A few weeks ago, however, I was intrigued by the scheme of a group who came to the Living Stones church here in Alvin, Texas. Several fellows of muscular build, called “the Power Team,” did karate chops pulverizing huge blocks of ice in “worship” to God. I thought surely that was the worst it could get – until last Sunday. On that Super Bowl Sunday, the Second Baptist Church in Houston had services in the gymnasium where they erected a 20-foot TV screen to watch the football game. During the whole thing, the deacons sold nachos, hot dogs, popcorn, and cokes while young women dressed as cheerleaders pranced around and lead cheers. At halftime the preacher, called the “headlines man” for the evening, gave his address. I am certain all were edified. Is this “worship” as God intended it?

Let’s look at what the New Testament says about the worship of the church. In Colossians 3:17, we are reminded that we need authority for whatever we do, either in word or in deed. Let us see what that church in the New Testament did and what they were instructed to do. In this way we can determine the full pattern regarding worship as God gave it by the inspired writers.

First, we see that the New Testament church engaged in prayer to worship God. Jesus taught the disciples that prayer was an act of worship and reverence to God (Matt. 6:9). In Colossians 4:24, the church at Colossae is enjoined to pray. The church in the book of Acts is seen praying (Acts 2:42).

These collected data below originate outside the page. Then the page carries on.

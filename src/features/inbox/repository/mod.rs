mod postgres;

#[cfg(test)]
pub mod memory;

use async_trait::async_trait;
use uuid::Uuid;

use crate::core::error::Result;
use crate::features::inbox::dtos::InboxCursor;
use crate::features::inbox::models::{InboxRow, Message, NewMessage, UnreadSnapshot};

pub use postgres::PgInboxRepository;

/// Storage operations behind the inbox endpoints
#[async_trait]
pub trait InboxRepository: Send + Sync {
    async fn insert_message(&self, message: NewMessage) -> Result<Message>;

    /// Flip every unread message of `receiver_id` to read and advance the
    /// watermark, atomically. Returns the number of rows flipped.
    async fn mark_all_read(&self, receiver_id: Uuid) -> Result<i64>;

    async fn unread_snapshot(&self, receiver_id: Uuid) -> Result<UnreadSnapshot>;

    /// Newest first by `(created_at, id)`, strictly after `before` when given
    async fn list_for_receiver(
        &self,
        receiver_id: Uuid,
        before: Option<InboxCursor>,
        limit: i64,
    ) -> Result<Vec<InboxRow>>;

    async fn user_exists(&self, user_id: Uuid) -> Result<bool>;

    async fn club_exists(&self, club_id: Uuid) -> Result<bool>;
}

Second, we see the preaching and teaching of God’s word in worship. Acts 2:42 says that the early church “continued steadfastly in the apostles’ teaching.” 1 Thessalonians 2:13 makes it clear that the apostles’ teaching is in fact the word of God. When men speak “the oracles of God,” it is so “God may be glorified” (1 Pet. 4:11).

Third, we see Christians in the first century singing praises to God. They were commanded to speak “one to another in psalms, hymns and spiritual songs, singing and making melody in your heart to the Lord” (Eph. 5:19). Nine times in the New Testament we find commands to or examples of singing in worship to God.

Fourth, we find New Testament Christians gathering on the first day of every week to partake of the Lord’s Supper (Acts 20:7). This was in fulfillment of the command given by Christ on the night of his betrayal (Matt. 26:26-29). Paul makes clear the place and manner of partaking the Lord’s Supper (1 Cor. 11:20-34).

Fifth, we mad of first century Christians giving of their means upon the first day of the week (1 Cor. 16:2). Paul affirms that this is an act of worship in 2 Corinthians 8:5. Christians gave to meet the needs God authorized the church as a unit to discharge, but they gave only on the first day of the week.

When we have noticed those five acts of worship, we have covered completely what the New Testament calls “worship.” No ice smashing, nacho selling, cheerleader prancing, TV watching and so on – just things that focus on adoration of the God of heaven.

The term “worship” in our New Testament is defined as “to make obeisance” or “do reverence to.” It is said to denote “an act of homage or reverence.” Praying to God does that. Singing praises does that. Preaching God’s word does that. Thinking upon Christ’s death in the Lord’s supper does that. So does contributing out of love for God and his cause.

Where in the world did people get the idea that these other things give homage and reverence to God? They may be things in which men like to engage, but “worship” is to please God! We please God by doing the things he says we ought to do.

Brethren, we need to be very cautious about these principles, too. There is always some well intentioned soul who comes along and decides that we could add “enthusiasm” into our services by various means. What lies behind the well intentioned, but often errant suggestion that follows is a basic misunderstanding about the nature of worship. Worship is to please God! The uplifting we derive from it ought to be a by-product of the fact that God is praised, not the other way around. I hear a multitude of brethren talking about the main purpose of worship being the energizing of ourselves and our brethren. That concept is nothing short of sectarian thinking and will lead all who follow it into the same practices we see in the denominational world! The denominations structure their services around what will excite them the most. The Christian seeks to worship, adore, and praise the Almighty God of heaven and receives joy as a by product of his service to God.